Taxation des entreprises : la grande inertie

Le congé de taxe accordé à Netflix par le gouvernement canadien a soulevé à juste titre une réaction de rejet d’une rare unanimité au Québec, tant chez les artistes, les journalistes que chez gens d’affaires comme Pierre-Karl Péladeau et Vincenzo Guzzo. Mais la ministre du patrimoine, Mélanie Joly ne semble toujours par comprendre les objections qu’on lui adresse.

Tiré du Journal des alternatives.

Il faut dire que le gouvernement Trudeau nous l’a dit et répété depuis longtemps : il n’y aura pas de taxe pour Netflix. Se lancer dans des négociations avec une pareille intention ne pouvait que le piéger. On peut d’ailleurs s’interroger sur l’attitude des libéraux : depuis quand les gouvernements négocient-ils, en position d’infériorité en plus, avec des entreprises ? Leur rôle n’est-il pas principalement de passer des lois et voir à ce qu’elles soient respectées ?

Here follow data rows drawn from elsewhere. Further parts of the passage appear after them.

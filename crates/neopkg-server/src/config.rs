use std::collections::{BTreeMap, HashSet};
use std::fs;
use std::path::{Path, PathBuf};
use std::time::Duration;

use anyhow::{Context, Result};
use neopkg_registry::{default_rosters, RosterSource};
use neopkg_resolver::DEFAULT_GITHUB_API;
use serde::Deserialize;
use tracing::debug;

/// Environment variable naming the config file when `--config` is absent.
pub const CONFIG_ENV: &str = "NEOPKG_CONFIG";

fn default_listen() -> String {
    "127.0.0.1:5680".into()
}

fn default_meta_dir() -> PathBuf {
    PathBuf::from("./pkgs/meta")
}

fn default_dist_dir() -> PathBuf {
    PathBuf::from("./pkgs/dist")
}

fn default_github_api() -> String {
    DEFAULT_GITHUB_API.into()
}

fn default_request_timeout_secs() -> u64 {
    10
}

fn default_operation_timeout_secs() -> u64 {
    600
}

fn default_cache_ttl_secs() -> u64 {
    3600
}

#[derive(Debug, Clone, Deserialize, PartialEq, Eq)]
#[serde(deny_unknown_fields)]
pub struct ServerConfig {
    #[serde(default = "default_listen")]
    pub listen: String,
    #[serde(default = "default_meta_dir")]
    pub meta_dir: PathBuf,
    #[serde(default = "default_dist_dir")]
    pub dist_dir: PathBuf,
    #[serde(default = "default_github_api")]
    pub github_api: String,
    #[serde(default = "default_request_timeout_secs")]
    pub request_timeout_secs: u64,
    #[serde(default = "default_operation_timeout_secs")]
    pub operation_timeout_secs: u64,
    #[serde(default = "default_cache_ttl_secs")]
    pub cache_ttl_secs: u64,
    #[serde(default)]
    pub sync_on_start: bool,
    /// Extra variables handed to install hooks and backends.
    #[serde(default)]
    pub env: BTreeMap<String, String>,
    #[serde(default = "default_rosters")]
    pub rosters: Vec<RosterSource>,
    #[serde(default)]
    pub auth: AuthConfig,
}

#[derive(Debug, Clone, Default, Deserialize, PartialEq, Eq)]
#[serde(deny_unknown_fields)]
pub struct AuthConfig {
    #[serde(default)]
    pub tokens: Vec<AuthToken>,
}

/// A bearer token, stored as the hex SHA-256 of the token, and the claim
/// subject it grants.
#[derive(Debug, Clone, Deserialize, PartialEq, Eq)]
#[serde(deny_unknown_fields)]
pub struct AuthToken {
    pub subject: String,
    pub sha256: String,
}

impl Default for ServerConfig {
    fn default() -> Self {
        Self {
            listen: default_listen(),
            meta_dir: default_meta_dir(),
            dist_dir: default_dist_dir(),
            github_api: default_github_api(),
            request_timeout_secs: default_request_timeout_secs(),
            operation_timeout_secs: default_operation_timeout_secs(),
            cache_ttl_secs: default_cache_ttl_secs(),
            sync_on_start: false,
            env: BTreeMap::new(),
            rosters: default_rosters(),
            auth: AuthConfig::default(),
        }
    }
}

impl ServerConfig {
    pub fn from_toml_str(input: &str) -> Result<Self> {
        let config: Self = toml::from_str(input).context("failed to parse config")?;
        config.validate()?;
        Ok(config)
    }

    /// Reads `path`, else the file named by `NEOPKG_CONFIG`, else defaults.
    pub fn load(path: Option<&Path>) -> Result<Self> {
        let path = match path {
            Some(path) => Some(path.to_path_buf()),
            None => std::env::var_os(CONFIG_ENV).map(PathBuf::from),
        };
        let Some(path) = path else {
            debug!("no config file given, using defaults");
            return Ok(Self::default());
        };

        let content = fs::read_to_string(&path)
            .with_context(|| format!("failed reading config {}", path.display()))?;
        Self::from_toml_str(&content).with_context(|| format!("invalid config {}", path.display()))
    }

    pub fn validate(&self) -> Result<()> {
        if self.rosters.is_empty() {
            anyhow::bail!("at least one roster must be configured");
        }
        let mut seen = HashSet::new();
        for roster in &self.rosters {
            if roster.url.trim().is_empty() {
                anyhow::bail!("roster '{}' has no url", roster.name);
            }
            if !seen.insert(roster.name.as_str()) {
                anyhow::bail!("roster '{}' is configured twice", roster.name);
            }
        }
        if self.request_timeout_secs == 0 {
            anyhow::bail!("request_timeout_secs must be greater than 0");
        }
        if self.operation_timeout_secs == 0 {
            anyhow::bail!("operation_timeout_secs must be greater than 0");
        }
        for token in &self.auth.tokens {
            if token.subject.trim().is_empty() {
                anyhow::bail!("auth token subject must not be empty");
            }
            let digest_is_valid = token.sha256.len() == 64
                && token.sha256.chars().all(|ch| ch.is_ascii_hexdigit());
            if !digest_is_valid {
                anyhow::bail!(
                    "auth token for '{}' must be a 64-character sha256 hex digest",
                    token.subject
                );
            }
        }
        Ok(())
    }

    pub fn request_timeout(&self) -> Duration {
        Duration::from_secs(self.request_timeout_secs)
    }

    pub fn operation_timeout(&self) -> Duration {
        Duration::from_secs(self.operation_timeout_secs)
    }

    pub fn cache_ttl(&self) -> Duration {
        Duration::from_secs(self.cache_ttl_secs)
    }
}
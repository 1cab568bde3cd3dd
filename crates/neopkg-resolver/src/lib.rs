mod github;
mod search;
mod similarity;

pub use github::{GithubClient, DEFAULT_GITHUB_API, GITHUB_TOKEN_ENV};
pub use search::{rank_candidates, RankedName, MAX_POSSIBLES, SIMILARITY_THRESHOLD};
pub use similarity::dice_coefficient;
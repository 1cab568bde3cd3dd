use std::fs;
use std::io::Write;
use std::path::Path;
use std::time::{SystemTime, UNIX_EPOCH};

use anyhow::{Context, Result};

pub(crate) fn unique_suffix() -> u128 {
    SystemTime::now()
        .duration_since(UNIX_EPOCH)
        .unwrap_or_default()
        .as_nanos()
}

/// Writes `content` next to `path` and renames it into place.
pub(crate) fn write_file_replacing(path: &Path, content: &[u8]) -> Result<()> {
    let parent = path
        .parent()
        .with_context(|| format!("path has no parent directory: {}", path.display()))?;
    fs::create_dir_all(parent)
        .with_context(|| format!("failed creating directory {}", parent.display()))?;

    let file_name = path
        .file_name()
        .map(|name| name.to_string_lossy().to_string())
        .unwrap_or_default();
    let staged = parent.join(format!(".{file_name}.{}.tmp", unique_suffix()));
    let write_result = (|| -> Result<()> {
        let mut file = fs::File::create(&staged)
            .with_context(|| format!("failed creating {}", staged.display()))?;
        file.write_all(content)
            .with_context(|| format!("failed writing {}", staged.display()))?;
        file.sync_all()
            .with_context(|| format!("failed syncing {}", staged.display()))?;
        fs::rename(&staged, path).with_context(|| {
            format!(
                "failed replacing {} with {}",
                path.display(),
                staged.display()
            )
        })
    })();

    if write_result.is_err() {
        let _ = fs::remove_file(&staged);
    }
    write_result
}

pub(crate) fn is_empty_dir(path: &Path) -> Result<bool> {
    let mut entries =
        fs::read_dir(path).with_context(|| format!("failed reading {}", path.display()))?;
    Ok(entries.next().is_none())
}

Derrière cette attitude, se trouve la profonde acceptation du postulat néolibéral selon lequel les taxes et l’impôt sont nécessairement mauvais et soutirent trop d’argent à la population. Avec cette conviction dont ils ne démordent pas, nos gouvernement n’arrivent pas à résoudre la quadrature du cercle : comment offrir de bons services, payer la dette publique, et dans le cas du gouvernement Trudeau, se lancer dans des investissements massifs alors que les revenus ne cessent de rétrécir parce qu’on ne veut plus taxer les entreprises ?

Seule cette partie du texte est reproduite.